[How to complete this task]: Among the entries below, find the lines that contain the string "PartialEq". State only how many there are.

====== The input

//! Bounded storage for everything the phone has sent
//!
//! [`DataCache`] holds one fixed-capacity list per [`Category`]. Writes are
//! addressed by the index the phone assigned; anything past a list's capacity
//! is dropped. Mutating methods return whether the visible contents changed so
//! the caller knows when to notify.
//!
//! ```rust
//! use flashback::cache::DataCache;
//! use flashback::types::{Category, RaceSection};
//!
//! let mut cache = DataCache::new();
//! let outcome = cache.load_bulk(
//!     Category::Overview,
//!     Some(RaceSection::Upcoming),
//!     "1|Bahrain Grand Prix|Sakhir\n2|Saudi Arabian Grand Prix|Jeddah",
//! );
//! assert_eq!(outcome.stored, 2);
//! assert_eq!(cache.calendar().upcoming().count(), 2);
//! ```

mod calendar;
mod list;

pub use calendar::{Calendar, RACE_CAPACITY, RaceList};
pub use list::CategoryList;

use serde::Serialize;
use tracing::{debug, warn};

use crate::dates;
use crate::protocol::RaceRound;
use crate::protocol::bulk::BulkRecords;
use crate::types::{
    Category, ConstructorStanding, DriverStanding, RaceEvent, RaceSection, Record,
};

/// Session events held for the selected race
pub const EVENT_CAPACITY: usize = 16;

/// Drivers' championship entries
pub const DRIVER_CAPACITY: usize = 30;

/// Constructors' championship entries
pub const TEAM_CAPACITY: usize = 15;

pub type EventList = CategoryList<RaceEvent, EVENT_CAPACITY>;
pub type DriverList = CategoryList<DriverStanding, DRIVER_CAPACITY>;
pub type TeamList = CategoryList<ConstructorStanding, TEAM_CAPACITY>;

/// Source of "today" as a day count since 1970-01-01
pub type Clock = fn() -> i64;

/// Result of applying one bulk payload
#[derive(Debug, Clone, Copy, Default, PartialEq, Eq, Serialize)]
pub struct BulkOutcome {
    /// Records written to the cache
    pub stored: usize,
    /// Malformed lines
    pub skipped: usize,
    /// Well-formed records past capacity
    pub dropped: usize,
}

/// Count and loaded flag of one category
#[derive(Debug, Clone, Copy, PartialEq, Eq, Serialize)]
pub struct ListStatus {
    pub count: usize,
    pub loaded: bool,
}

/// Cached data for every category
#[derive(Debug, Clone)]
pub struct DataCache {
    calendar: Calendar,
    events: EventList,
    event_round: Option<RaceRound>,
    drivers: DriverList,
    teams: TeamList,
    clock: Clock,
}

impl Default for DataCache {
    fn default() -> Self {
        Self::new()
    }
}

impl DataCache {
    pub fn new() -> Self {
        Self::with_clock(dates::today)
    }

    /// Cache whose race placement uses `clock` for today's date
    pub fn with_clock(clock: Clock) -> Self {
        Self {
            calendar: Calendar::new(),
            events: EventList::new(),
            event_round: None,
            drivers: DriverList::new(),
            teams: TeamList::new(),
            clock,
        }
    }

    pub fn calendar(&self) -> &Calendar {
        &self.calendar
    }

    pub fn events(&self) -> &EventList {
        &self.events
    }

    /// Round whose events are cached, if any
    pub fn event_round(&self) -> Option<RaceRound> {
        self.event_round
    }

    pub fn driver_standings(&self) -> &DriverList {
        &self.drivers
    }

    pub fn team_standings(&self) -> &TeamList {
        &self.teams
    }

    pub fn status(&self, category: Category) -> ListStatus {
        let (count, loaded) = match category {
            Category::Overview => (self.calendar.count(), self.calendar.is_loaded()),
            Category::RaceDetails => (self.events.count(), self.events.is_loaded()),
            Category::DriverStandings => (self.drivers.count(), self.drivers.is_loaded()),
            Category::TeamStandings => (self.teams.count(), self.teams.is_loaded()),
        };
        ListStatus { count, loaded }
    }

    pub fn is_loaded(&self, category: Category) -> bool {
        self.status(category).loaded
    }

    /// Record a count message; the category becomes loaded
    ///
    /// Returns the stored count, clamped to the category's capacity.
    pub fn set_count(&mut self, category: Category, count: usize) -> usize {
        let stored = match category {
            Category::Overview => self.calendar.set_count(count),
            Category::RaceDetails => self.events.set_count(count),
            Category::DriverStandings => self.drivers.set_count(count),
            Category::TeamStandings => self.teams.set_count(count),
        };
        debug!(%category, count = stored, "Count received");
        stored
    }

    /// Write one item-stream record at its index
    ///
    /// Returns `false` when the index is past capacity; nothing is stored.
    pub fn add_item(&mut self, record: Record) -> bool {
        let category = record.category();
        let index = record.index();
        let stored = match record {
            Record::Race(race) => self.calendar.add_race(race, (self.clock)()),
            Record::Event(event) => self.events.set(index, event),
            Record::Driver(driver) => self.drivers.set(index, driver),
            Record::Team(team) => self.teams.set(index, team),
        };

        if !stored {
            warn!(%category, index, "Item index out of range, dropped");
        }
        stored
    }

    /// Replace a category's contents with a bulk payload
    ///
    /// Overview payloads fill the given section; other categories ignore it.
    /// Records decoded before a malformed line are kept.
    pub fn load_bulk(
        &mut self,
        category: Category,
        section: Option<RaceSection>,
        text: &str,
    ) -> BulkOutcome {
        let mut records = BulkRecords::new(category, text);
        let (stored, dropped) = match category {
            Category::Overview => {
                let section = section.unwrap_or(RaceSection::Upcoming);
                let races = records.by_ref().filter_map(|record| match record {
                    Record::Race(race) => Some(race),
                    _ => None,
                });
                self.calendar.load_section(section, races)
            }
            Category::RaceDetails => self.events.replace_all(records.by_ref().filter_map(
                |record| match record {
                    Record::Event(event) => Some(event),
                    _ => None,
                },
            )),
            Category::DriverStandings => self.drivers.replace_all(records.by_ref().filter_map(
                |record| match record {
                    Record::Driver(driver) => Some(driver),
                    _ => None,
                },
            )),
            Category::TeamStandings => self.teams.replace_all(records.by_ref().filter_map(
                |record| match record {
                    Record::Team(team) => Some(team),
                    _ => None,
                },
            )),
        };

        let outcome = BulkOutcome { stored, skipped: records.skipped(), dropped };
        if dropped > 0 {
            warn!(%category, dropped, "Bulk payload exceeds capacity, extra records dropped");
        }
        debug!(%category, stored, skipped = outcome.skipped, "Bulk payload applied");
        outcome
    }

    /// Clear a category before a fresh request
    pub fn reset(&mut self, category: Category) {
        match category {
            Category::Overview => self.calendar.reset(),
            Category::RaceDetails => {
                self.events.reset();
                self.event_round = None;
            }
            Category::DriverStandings => self.drivers.reset(),
            Category::TeamStandings => self.teams.reset(),
        }
    }

    /// Clear the events and scope them to `round`
    pub fn begin_race_details(&mut self, round: RaceRound) {
        if self.event_round != Some(round) {
            debug!(round = round.get(), "Switching race details");
        }
        self.reset(Category::RaceDetails);
        self.event_round = Some(round);
    }
}

#[cfg(test)]
mod tests {
    use super::*;
    use crate::dates::IsoDate;
    use crate::types::Race;

    fn june_first() -> i64 {
        IsoDate::parse("2025-06-01").map(|date| date.days_since_epoch()).unwrap_or(0)
    }

    #[test]
    fn fresh_cache_is_unloaded() {
        let cache = DataCache::new();
        for category in Category::ALL {
            assert_eq!(cache.status(category), ListStatus { count: 0, loaded: false });
        }
    }

    #[test]
    fn item_round_trip() {
        let mut cache = DataCache::new();
        let driver = DriverStanding::new(2, 3, "Charles Leclerc", "LEC", 356);
        assert!(cache.add_item(Record::Driver(driver.clone())));
        assert_eq!(cache.driver_standings().get(2), Some(&driver));
        assert!(!cache.is_loaded(Category::DriverStandings));

        assert_eq!(cache.set_count(Category::DriverStandings, 3), 3);
        assert_eq!(cache.status(Category::DriverStandings), ListStatus { count: 3, loaded: true });
    }

    #[test]
    fn count_is_clamped_to_capacity() {
        let mut cache = DataCache::new();
        assert_eq!(cache.set_count(Category::TeamStandings, 40), TEAM_CAPACITY);
        assert_eq!(cache.status(Category::TeamStandings).count, TEAM_CAPACITY);
        assert_eq!(cache.set_count(Category::RaceDetails, 0), 0);
        assert!(cache.is_loaded(Category::RaceDetails));
    }

    #[test]
    fn out_of_range_item_is_a_no_op() {
        let mut cache = DataCache::new();
        let team = ConstructorStanding::new(TEAM_CAPACITY, 16, "Nobody", 0);
        assert!(!cache.add_item(Record::Team(team)));
        assert!(cache.team_standings().is_empty());
    }

    #[test]
    fn item_races_use_the_clock() {
        let mut cache = DataCache::with_clock(june_first);
        cache.add_item(Record::Race(Race::new(0, 1, "Australian Grand Prix", "Melbourne", "2025-03-16")));
        cache.add_item(Record::Race(Race::new(1, 22, "Las Vegas Grand Prix", "Las Vegas", "2025-11-22")));

        assert_eq!(cache.calendar().previous().len(), 1);
        assert_eq!(cache.calendar().upcoming().len(), 1);
    }

    #[test]
    fn bulk_calendar_sections() {
        let mut cache = DataCache::new();
        let outcome = cache.load_bulk(
            Category::Overview,
            Some(RaceSection::Upcoming),
            "1|Bahrain Grand Prix|Sakhir\n2|Saudi Arabian Grand Prix|Jeddah",
        );
        assert_eq!(outcome, BulkOutcome { stored: 2, skipped: 0, dropped: 0 });

        let upcoming: Vec<_> = cache.calendar().upcoming().items().collect();
        assert_eq!(upcoming[0].round, 1);
        assert_eq!(upcoming[0].name.as_str(), "Bahrain Grand Prix");
        assert_eq!(upcoming[0].location.as_str(), "Sakhir");
        assert_eq!(upcoming[1].round, 2);
        assert_eq!(upcoming[1].location.as_str(), "Jeddah");
        assert!(!cache.is_loaded(Category::Overview));

        cache.load_bulk(Category::Overview, Some(RaceSection::Previous), "");
        assert!(cache.is_loaded(Category::Overview));
        assert_eq!(cache.status(Category::Overview).count, 2);
    }

    #[test]
    fn bulk_keeps_records_around_garbage() {
        let mut cache = DataCache::new();
        let outcome = cache.load_bulk(
            Category::Overview,
            Some(RaceSection::Upcoming),
            "garbage line\n1|Bahrain Grand Prix|Sakhir",
        );
        assert_eq!(outcome.stored, 1);
        assert_eq!(outcome.skipped, 1);
        assert_eq!(cache.calendar().upcoming().get(0).map(|race| race.round), Some(1));
    }

    #[test]
    fn bulk_past_capacity_is_dropped() {
        let text: String = (1..=20).map(|i| format!("{}|Team {}|{} pts\n", i, i, 100 - i)).collect();
        let mut cache = DataCache::new();
        let outcome = cache.load_bulk(Category::TeamStandings, None, &text);
        assert_eq!(outcome, BulkOutcome { stored: TEAM_CAPACITY, skipped: 0, dropped: 5 });
        assert_eq!(cache.status(Category::TeamStandings).count, TEAM_CAPACITY);
    }

    #[test]
    fn bulk_replaces_previous_contents() {
        let mut cache = DataCache::new();
        cache.load_bulk(Category::DriverStandings, None, "1|A|AAA|10\n2|B|BBB|5\n3|C|CCC|1");
        cache.load_bulk(Category::DriverStandings, None, "1|B|BBB|20");
        let names: Vec<&str> =
            cache.driver_standings().items().map(|driver| driver.name.as_str()).collect();
        assert_eq!(names, vec!["B"]);
    }

    #[test]
    fn reset_clears_loaded_state() {
        let mut cache = DataCache::new();
        cache.load_bulk(Category::TeamStandings, None, "1|McLaren|666");
        cache.reset(Category::TeamStandings);
        assert_eq!(cache.status(Category::TeamStandings), ListStatus { count: 0, loaded: false });
    }

    #[test]
    fn switching_race_clears_events() {
        let mut cache = DataCache::new();
        let first = RaceRound::new(1).unwrap();
        let second = RaceRound::new(2).unwrap();

        cache.begin_race_details(first);
        cache.load_bulk(Category::RaceDetails, None, "FP1|2025-03-14T01:30:00Z\nRace|2025-03-16T04:00:00Z");
        assert_eq!(cache.events().len(), 2);
        assert_eq!(cache.event_round(), Some(first));

        cache.begin_race_details(second);
        assert!(cache.events().is_empty());
        assert_eq!(cache.event_round(), Some(second));
    }
}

============

[Answer to the problem]: 2